*WORK ORDER*
Extract each line of the records below that contains the word "solid".

*RECORDS FOR PROCESSING*
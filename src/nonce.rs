//! Nonce derivation and the monotonic timestamp authority
//!
//! The 96-bit nonce is the envelope timestamp itself: big-endian seconds
//! (8 bytes) followed by big-endian microseconds (4 bytes). Packing is pure;
//! uniqueness comes from never issuing the same `(sec, usec)` pair twice,
//! which is the job of `NonceIssuer`.

use tracing::debug;

use crate::clock::{ClockSource, Timestamp};
use crate::errors::{Result, XaalError};

/// Nonce length for the IETF ChaCha20-Poly1305 variant
pub const NONCE_SIZE: usize = 12;

/// 96-bit AEAD nonce
#[derive(Debug, Clone, Copy, PartialEq, Eq, Hash)]
pub struct Nonce([u8; NONCE_SIZE]);

impl Nonce {
    /// Pack `sec || usec` big-endian
    pub fn derive(sec: u64, usec: u32) -> Self {
        let mut buf = [0u8; NONCE_SIZE];
        buf[..8].copy_from_slice(&sec.to_be_bytes());
        buf[8..].copy_from_slice(&usec.to_be_bytes());
        Self(buf)
    }

    pub fn from_timestamp(ts: Timestamp) -> Self {
        Self::derive(ts.sec, ts.usec)
    }

    pub fn as_bytes(&self) -> &[u8; NONCE_SIZE] {
        &self.0
    }
}

impl From<[u8; NONCE_SIZE]> for Nonce {
    fn from(bytes: [u8; NONCE_SIZE]) -> Self {
        Self(bytes)
    }
}

/// Single issuing authority for envelope timestamps under one key
///
/// Every issued timestamp is strictly greater than the previous one. When the
/// clock stalls, repeats or steps backwards (NTP resync, microsecond counter
/// wrap) the issuer hands out the successor of the last value instead, so the
/// wire format stays `(sec, usec)` while nonces never repeat.
#[derive(Debug, Default)]
pub struct NonceIssuer {
    last: Option<Timestamp>,
}

impl NonceIssuer {
    pub fn new() -> Self {
        Self { last: None }
    }

    /// Last timestamp handed out, if any
    pub fn last_issued(&self) -> Option<Timestamp> {
        self.last
    }

    /// Issue a fresh timestamp from `clock`
    ///
    /// # Errors
    /// `NonceExhausted` once `(u64::MAX, u32::MAX)` has been issued.
    pub fn issue<C: ClockSource + ?Sized>(&mut self, clock: &C) -> Result<Timestamp> {
        let observed = clock.now();
        let issued = match self.last {
            Some(last) if observed <= last => {
                let next = last.successor().ok_or(XaalError::NonceExhausted)?;
                debug!(
                    observed_sec = observed.sec,
                    observed_usec = observed.usec,
                    issued_sec = next.sec,
                    issued_usec = next.usec,
                    "clock did not advance, bumping timestamp"
                );
                next
            }
            _ => observed,
        };
        self.last = Some(issued);
        Ok(issued)
    }
}
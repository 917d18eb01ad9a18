//! xAAL beacon core - periodic encrypted telemetry over UDP multicast
//!
//! Announces device presence and sensor readings on the local network using
//! the xAAL application protocol: a CBOR payload sealed with
//! ChaCha20-Poly1305 under a pre-shared key, wrapped in a CBOR envelope and
//! sent as a single multicast datagram.
//!
//! # Pipeline
//! `Scheduler` -> `Message` -> `PayloadCodec` -> `aead::seal` (nonce from
//! `NonceIssuer`, fed by a `ClockSource`) -> `EnvelopeCodec` -> `Publisher`.
//!
//! # Design Principles
//! - Nonces are strictly increasing `(sec, usec)` pairs for the process lifetime
//! - Key and nonce sizes are enforced by types, never checked at runtime
//! - Every send is fire-and-forget; failures are logged, never retried

pub mod errors;
pub mod clock;
pub mod nonce;
pub mod message;
pub mod payload;
pub mod envelope;
pub mod aead;
pub mod publisher;
pub mod link;
pub mod transmitter;
pub mod receiver;
pub mod sensor;
pub mod device;
pub mod scheduler;
pub mod config;

pub use aead::Key256;
pub use clock::{ClockSource, Timestamp};
pub use errors::{Result, XaalError};
pub use message::{Body, BodyValue, Message, MessageKind};
pub use nonce::{Nonce, NonceIssuer};

/// xAAL protocol version carried in every envelope
pub const XAAL_VERSION: u8 = 7;

/// xAAL multicast group
pub const MULTICAST_GROUP: std::net::Ipv4Addr = std::net::Ipv4Addr::new(224, 0, 29, 200);

/// Default xAAL bus port
pub const DEFAULT_PORT: u16 = 1236;

/// Largest datagram we will emit: an Ethernet-MTU IPv4/UDP payload, no fragmentation
pub const MAX_DATAGRAM_SIZE: usize = 1472;

/// Poly1305 tag length appended after the ciphertext
pub const AEAD_TAG_SIZE: usize = 16;
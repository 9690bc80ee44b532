//! Deck colors, fonts and fills.

use crate::common::RGBColor;
use crate::ooxml::pptx::{GradientStop, ShapeFill, TextFormat};
use serde::{Deserialize, Serialize};

/// Named colors of the deck.
#[derive(Debug, Clone, Copy, PartialEq, Eq, Serialize, Deserialize)]
#[serde(default)]
pub struct Palette {
    /// Bottom of the title slide gradient
    pub primary: RGBColor,
    /// Top of the title slide gradient
    pub secondary: RGBColor,
    /// Image slide band and slide titles
    pub bottom_box: RGBColor,
    pub accent: RGBColor,
    /// Title slide text
    pub text: RGBColor,
    /// Image slide background
    pub background: RGBColor,
}

impl Default for Palette {
    fn default() -> Self {
        Self {
            primary: RGBColor::new(0x33, 0x50, 0xB8),
            secondary: RGBColor::new(0x00, 0x00, 0x00),
            bottom_box: RGBColor::new(0x0F, 0x1E, 0x32),
            accent: RGBColor::new(0xFF, 0x7F, 0x00),
            text: RGBColor::new(0xFF, 0xFF, 0xFF),
            background: RGBColor::WHITE,
        }
    }
}

/// Deck styling.
#[derive(Debug, Clone, PartialEq, Serialize, Deserialize)]
#[serde(default)]
pub struct Theme {
    pub colors: Palette,
    pub font: String,
    /// Title slide gradient direction in degrees, 90 runs top to bottom
    pub gradient_angle: f64,
    /// Position of the primary stop in the title gradient (0.0..=1.0)
    pub gradient_midpoint: f64,
    pub title_size: f64,
    pub subtitle_size: f64,
    pub slide_title_size: f64,
}

impl Default for Theme {
    fn default() -> Self {
        Self {
            colors: Palette::default(),
            font: "Arial".to_string(),
            gradient_angle: 90.0,
            gradient_midpoint: 0.5,
            title_size: 40.0,
            subtitle_size: 20.0,
            slide_title_size: 28.0,
        }
    }
}

impl Theme {
    pub fn title_background(&self) -> ShapeFill {
        ShapeFill::linear_gradient(
            self.gradient_angle,
            vec![
                GradientStop::new(0.0, self.colors.secondary),
                GradientStop::new(self.gradient_midpoint.clamp(0.0, 1.0), self.colors.primary),
            ],
        )
    }

    pub fn image_background(&self) -> ShapeFill {
        ShapeFill::solid(self.colors.background)
    }

    pub fn band_fill(&self) -> ShapeFill {
        ShapeFill::solid(self.colors.bottom_box)
    }

    pub fn title_format(&self) -> TextFormat {
        self.text_format(self.title_size, true, self.colors.text)
    }

    /// Subtitle runs are not bold.
    pub fn subtitle_format(&self) -> TextFormat {
        self.text_format(self.subtitle_size, false, self.colors.text)
    }

    pub fn slide_title_format(&self) -> TextFormat {
        self.text_format(self.slide_title_size, true, self.colors.bottom_box)
    }

    fn text_format(&self, size: f64, bold: bool, color: RGBColor) -> TextFormat {
        TextFormat {
            font: Some(self.font.clone()),
            size: Some(size),
            bold: bold.then_some(true),
            color: Some(color),
            ..TextFormat::default()
        }
    }
}

#[cfg(test)]
mod tests {
    use super::*;

    #[test]
    fn test_default_palette() {
        let colors = Palette::default();
        assert_eq!(colors.primary.to_hex(), "3350B8");
        assert_eq!(colors.bottom_box.to_hex(), "0F1E32");
        assert_eq!(colors.accent.to_hex(), "FF7F00");
    }

    #[test]
    fn test_title_gradient() {
        let ShapeFill::LinearGradient { angle_deg, stops } = Theme::default().title_background()
        else {
            panic!("expected a gradient");
        };
        assert_eq!(angle_deg, 90.0);
        assert_eq!(stops.len(), 2);
        assert_eq!(stops[0].position, 0.0);
        assert_eq!(stops[0].color, RGBColor::BLACK);
        assert_eq!(stops[1].position, 0.5);
        assert_eq!(stops[1].color.to_hex(), "3350B8");
    }

    #[test]
    fn test_text_formats() {
        let theme = Theme::default();
        let title = theme.title_format();
        assert_eq!(title.font.as_deref(), Some("Arial"));
        assert_eq!(title.size, Some(40.0));
        assert_eq!(title.bold, Some(true));

        let subtitle = theme.subtitle_format();
        assert_eq!(subtitle.size, Some(20.0));
        assert_eq!(subtitle.bold, None);

        assert_eq!(theme.slide_title_format().color.map(|c| c.to_hex()).as_deref(), Some("0F1E32"));
    }

    #[test]
    fn test_partial_theme_from_json() {
        let json = r##"{"font": "Calibri", "colors": {"primary": "#112233"}}"##;
        let theme: Theme = serde_json::from_str(json).unwrap();
        assert_eq!(theme.font, "Calibri");
        assert_eq!(theme.colors.primary, RGBColor::new(0x11, 0x22, 0x33));
        assert_eq!(theme.colors.bottom_box, Palette::default().bottom_box);
        assert_eq!(theme.title_size, 40.0);
    }
}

*RESPONSE TO THIS TASK*
        ShapeFill::solid(self.colors.background)
        ShapeFill::solid(self.colors.bottom_box)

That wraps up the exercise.